It’s a killer job, but somebody has to do it. Someone has to drive the schedule and monitor accountability from all the contributors to the huge project of delivering the first service pack for the massively complex OS, Windows Server 2003. That somebody is Group Program Manager Clyde Rodriguez, a calm, soft-spoken, engaging guy, who has the clout to make hundreds of notoriously strong-minded developers deliver their code according to plan. I recently sat down with Clyde to discuss Windows 2003 Service Pack 1 (SP1). Here’s his behind-the-scenes description of what went on during development, how decisions were made, what role customer feedback played, and how the developers addressed customer problems.
KF: Clyde, how would you describe your role?

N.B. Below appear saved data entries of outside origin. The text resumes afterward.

//! Keyed factory registry for pipeline builders.
//!
//! Builders are looked up by their `(context, result)` type pair and shared
//! according to a [`Lifetime`]. The registry is optional: builders can always
//! be created directly with [`PipelineBuilder::new`].

mod config;

pub use config::{Lifetime, RegistryConfig};

use crate::errors::{PipelineError, Result};
use crate::pipeline::PipelineBuilder;
use dashmap::DashMap;
use std::any::{type_name, Any, TypeId};
use std::sync::Arc;
use tracing::{debug, trace};

type BuilderKey = (TypeId, TypeId);
type AnyBuilder = Arc<dyn Any + Send + Sync>;
type BuilderFactory = Arc<dyn Fn() -> AnyBuilder + Send + Sync>;

struct Registration {
    name: String,
    lifetime: Lifetime,
    factory: BuilderFactory,
}

fn builder_key<C: 'static, R: 'static>() -> BuilderKey {
    (TypeId::of::<C>(), TypeId::of::<R>())
}

fn pair_name<C, R>() -> String {
    format!("({}, {})", type_name::<C>(), type_name::<R>())
}

/// Hands out [`PipelineBuilder`] instances by type pair.
pub struct BuilderRegistry {
    config: RegistryConfig,
    registrations: DashMap<BuilderKey, Registration>,
    singletons: DashMap<BuilderKey, AnyBuilder>,
}

impl BuilderRegistry {
    /// Creates a registry with the default configuration.
    #[must_use]
    pub fn new() -> Self {
        Self::with_config(RegistryConfig::default())
    }

    /// Creates a registry with the given configuration.
    #[must_use]
    pub fn with_config(config: RegistryConfig) -> Self {
        Self {
            config,
            registrations: DashMap::new(),
            singletons: DashMap::new(),
        }
    }

    /// Registers the builder for `(C, R)` under `name`, taking its lifetime
    /// from the configuration. Returns the lifetime that was applied.
    pub fn register<C, R>(&self, name: impl Into<String>) -> Lifetime
    where
        C: Send + 'static,
        R: Send + 'static,
    {
        let name = name.into();
        let lifetime = self.config.lifetime_for(&name);
        self.register_with_lifetime::<C, R>(name, lifetime);
        lifetime
    }

    /// Registers the builder for `(C, R)` with an explicit lifetime.
    ///
    /// Re-registering a pair replaces the previous registration and drops
    /// any singleton created for it.
    pub fn register_with_lifetime<C, R>(&self, name: impl Into<String>, lifetime: Lifetime)
    where
        C: Send + 'static,
        R: Send + 'static,
    {
        let key = builder_key::<C, R>();
        let name = name.into();
        let factory: BuilderFactory =
            Arc::new(|| Arc::new(PipelineBuilder::<C, R>::new()) as AnyBuilder);

        debug!(name = %name, pair = %pair_name::<C, R>(), %lifetime, "Registered pipeline builder");
        self.singletons.remove(&key);
        self.registrations.insert(
            key,
            Registration {
                name,
                lifetime,
                factory,
            },
        );
    }

    /// Returns the lifetime registered for `(C, R)`, if any.
    #[must_use]
    pub fn lifetime_of<C: 'static, R: 'static>(&self) -> Option<Lifetime> {
        self.registrations
            .get(&builder_key::<C, R>())
            .map(|reg| reg.lifetime)
    }

    /// Opens a resolution scope for per-scope builders.
    #[must_use]
    pub fn scope(&self) -> BuilderScope<'_> {
        BuilderScope {
            registry: self,
            instances: DashMap::new(),
        }
    }

    /// Resolves a builder outside of any scope.
    ///
    /// # Errors
    ///
    /// Returns a configuration error if `(C, R)` is not registered or is
    /// registered per-scope.
    pub fn builder<C, R>(&self) -> Result<Arc<PipelineBuilder<C, R>>>
    where
        C: Send + 'static,
        R: Send + 'static,
    {
        self.resolve(None)
    }

    fn resolve<C, R>(
        &self,
        scoped: Option<&DashMap<BuilderKey, AnyBuilder>>,
    ) -> Result<Arc<PipelineBuilder<C, R>>>
    where
        C: Send + 'static,
        R: Send + 'static,
    {
        let key = builder_key::<C, R>();
        let (name, lifetime, factory) = {
            let reg = self.registrations.get(&key).ok_or_else(|| {
                PipelineError::config(format!("no builder registered for {}", pair_name::<C, R>()))
            })?;
            (reg.name.clone(), reg.lifetime, Arc::clone(&reg.factory))
        };

        let instance = match lifetime {
            Lifetime::PerCall => factory(),
            Lifetime::Singleton => self
                .singletons
                .entry(key)
                .or_insert_with(|| factory())
                .value()
                .clone(),
            Lifetime::PerScope => {
                let Some(instances) = scoped else {
                    return Err(PipelineError::config(format!(
                        "builder '{name}' is per-scope and must be resolved through a scope"
                    )));
                };
                instances
                    .entry(key)
                    .or_insert_with(|| factory())
                    .value()
                    .clone()
            }
        };

        trace!(name = %name, %lifetime, "Resolved pipeline builder");
        instance.downcast::<PipelineBuilder<C, R>>().map_err(|_| {
            PipelineError::config(format!(
                "registered builder '{name}' does not match {}",
                pair_name::<C, R>()
            ))
        })
    }
}

impl Default for BuilderRegistry {
    fn default() -> Self {
        Self::new()
    }
}

impl std::fmt::Debug for BuilderRegistry {
    fn fmt(&self, f: &mut std::fmt::Formatter<'_>) -> std::fmt::Result {
        f.debug_struct("BuilderRegistry")
            .field("config", &self.config)
            .field("registrations", &self.registrations.len())
            .field("singletons", &self.singletons.len())
            .finish()
    }
}

/// A resolution scope; per-scope builders are shared within it.
pub struct BuilderScope<'a> {
    registry: &'a BuilderRegistry,
    instances: DashMap<BuilderKey, AnyBuilder>,
}

impl BuilderScope<'_> {
    /// Resolves the builder for `(C, R)` according to its lifetime.
    ///
    /// # Errors
    ///
    /// Returns a configuration error if `(C, R)` is not registered.
    pub fn builder<C, R>(&self) -> Result<Arc<PipelineBuilder<C, R>>>
    where
        C: Send + 'static,
        R: Send + 'static,
    {
        self.registry.resolve(Some(&self.instances))
    }
}

impl std::fmt::Debug for BuilderScope<'_> {
    fn fmt(&self, f: &mut std::fmt::Formatter<'_>) -> std::fmt::Result {
        f.debug_struct("BuilderScope")
            .field("instances", &self.instances.len())
            .finish()
    }
}
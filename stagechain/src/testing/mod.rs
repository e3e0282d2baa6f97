//! Testing utilities for stagechain pipelines.
//!
//! This module provides:
//! - Mock middleware that records, short-circuits, or probes tokens
//! - A tracing subscriber initializer for tests

mod mocks;

pub use mocks::{
    ExecutionLog, RecordingMiddleware, ShortCircuitMiddleware, SlowMiddleware, TokenProbe,
};

use tracing_subscriber::EnvFilter;

/// Installs a test-friendly tracing subscriber, filtered by `RUST_LOG`.
///
/// Safe to call from every test; only the first call installs anything.
pub fn init_test_tracing() {
    let _ = tracing_subscriber::fmt()
        .with_env_filter(EnvFilter::from_default_env())
        .with_test_writer()
        .try_init();
}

Clyde: I am the project manager for Windows 2003 SP1 and the x64 release—which are tied together. \[Editor's note: The x64 version of Windows 2003 SP1 will not run on 32-bit machines.\] My job evolves depending on the phase we’re in. It’s everything from defining the vision, to determining exactly what we want to deliver for the benefit of customers and for the evolution of the platform, to making sure the objectives are clear, all the way down to herding cats day to day, making sure we’re delivering on schedule. If we get responses or feedback from customers, that’s also incorporated into the original plan. We have metrics that we track daily.
KF: What are those metrics? What were the SP1 “ship criteria”—the conditions that had to be met before you allowed the product to ship?

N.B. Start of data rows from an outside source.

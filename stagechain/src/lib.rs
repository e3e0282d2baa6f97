//! # Stagechain
//!
//! Composable async middleware pipelines.
//!
//! A pipeline is an ordered chain of stages. Each stage receives a context
//! value, a single-use handle to the rest of the chain and a cancellation
//! token, and resolves to a result:
//!
//! - **Delegation**: call `next.run(context, cancel)` and optionally
//!   post-process what comes back
//! - **Short-circuit**: return a value without calling `next`
//! - **Ordering**: the first registered stage runs first and finishes last
//! - **Cancellation**: the token is forwarded untouched; stages opt in
//!
//! ## Quick Start
//!
//! ```rust,ignore
//! use stagechain::prelude::*;
//!
//! let builder = PipelineBuilder::new();
//! builder
//!     .register_fn(|ctx: String, next: Next<String, String>, cancel| {
//!         next.run(format!("{ctx}-A"), cancel)
//!     })?
//!     .register_fn(|ctx: String, next: Next<String, String>, cancel| {
//!         next.run(format!("{ctx}-B"), cancel)
//!     })?;
//!
//! let pipeline = builder.build_with(|ctx: String, _cancel| async move { ctx })?;
//! let result = pipeline.invoke("Hello".into(), CancellationToken::new()).await;
//! assert_eq!(result, "Hello-A-B");
//! ```

#![forbid(unsafe_code)]
#![warn(
    clippy::all,
    clippy::pedantic,
    missing_docs,
    rust_2018_idioms
)]
#![allow(
    clippy::module_name_repetitions,
    clippy::must_use_candidate,
    clippy::missing_errors_doc,
    clippy::missing_panics_doc
)]

pub mod cancellation;
pub mod errors;
pub mod pipeline;
pub mod registry;
pub mod stages;
pub mod testing;

/// Prelude module for convenient imports
pub mod prelude {
    pub use crate::cancellation::CancellationToken;
    pub use crate::errors::{Operation, PipelineError};
    pub use crate::pipeline::{run, run_ignoring_context, Pipeline, PipelineBuilder};
    pub use crate::registry::{BuilderRegistry, BuilderScope, Lifetime, RegistryConfig};
    pub use crate::stages::{FnMiddleware, Middleware, Next, SharedMiddleware};
}
//! Cacheguard Store Layer
//!
//! This crate provides the store capability contract used by the eviction
//! guardian, plus a Redis backend and an in-process backend.

pub mod backend;
pub mod error;
pub mod memory;
pub mod pattern;
pub mod redis_store;

pub use backend::{CacheStore, MemoryReport, ScanBatch, ScanCursor, SweepLock};
pub use error::StoreError;
pub use memory::{MemoryStore, StoreStats};
pub use pattern::KeyPattern;
pub use redis_store::{RedisStore, RedisStoreConfig, parse_memory_info, parse_scan_reply};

Clyde: Every release candidate we ship has to meet release criteria that say it’s better than the previous milestone. In general, our internal testing group has to sign off, and our deployment partners sign off. We will not ship unless we meet our metrics and the objectives we set. We don’t move on to the next step until we've reached interim goals. I could categorize the ship criteria in terms of SP1’s three main pillars: to improve security, reliability, and performance. We have a way of quantifying that tells us how we’re doing.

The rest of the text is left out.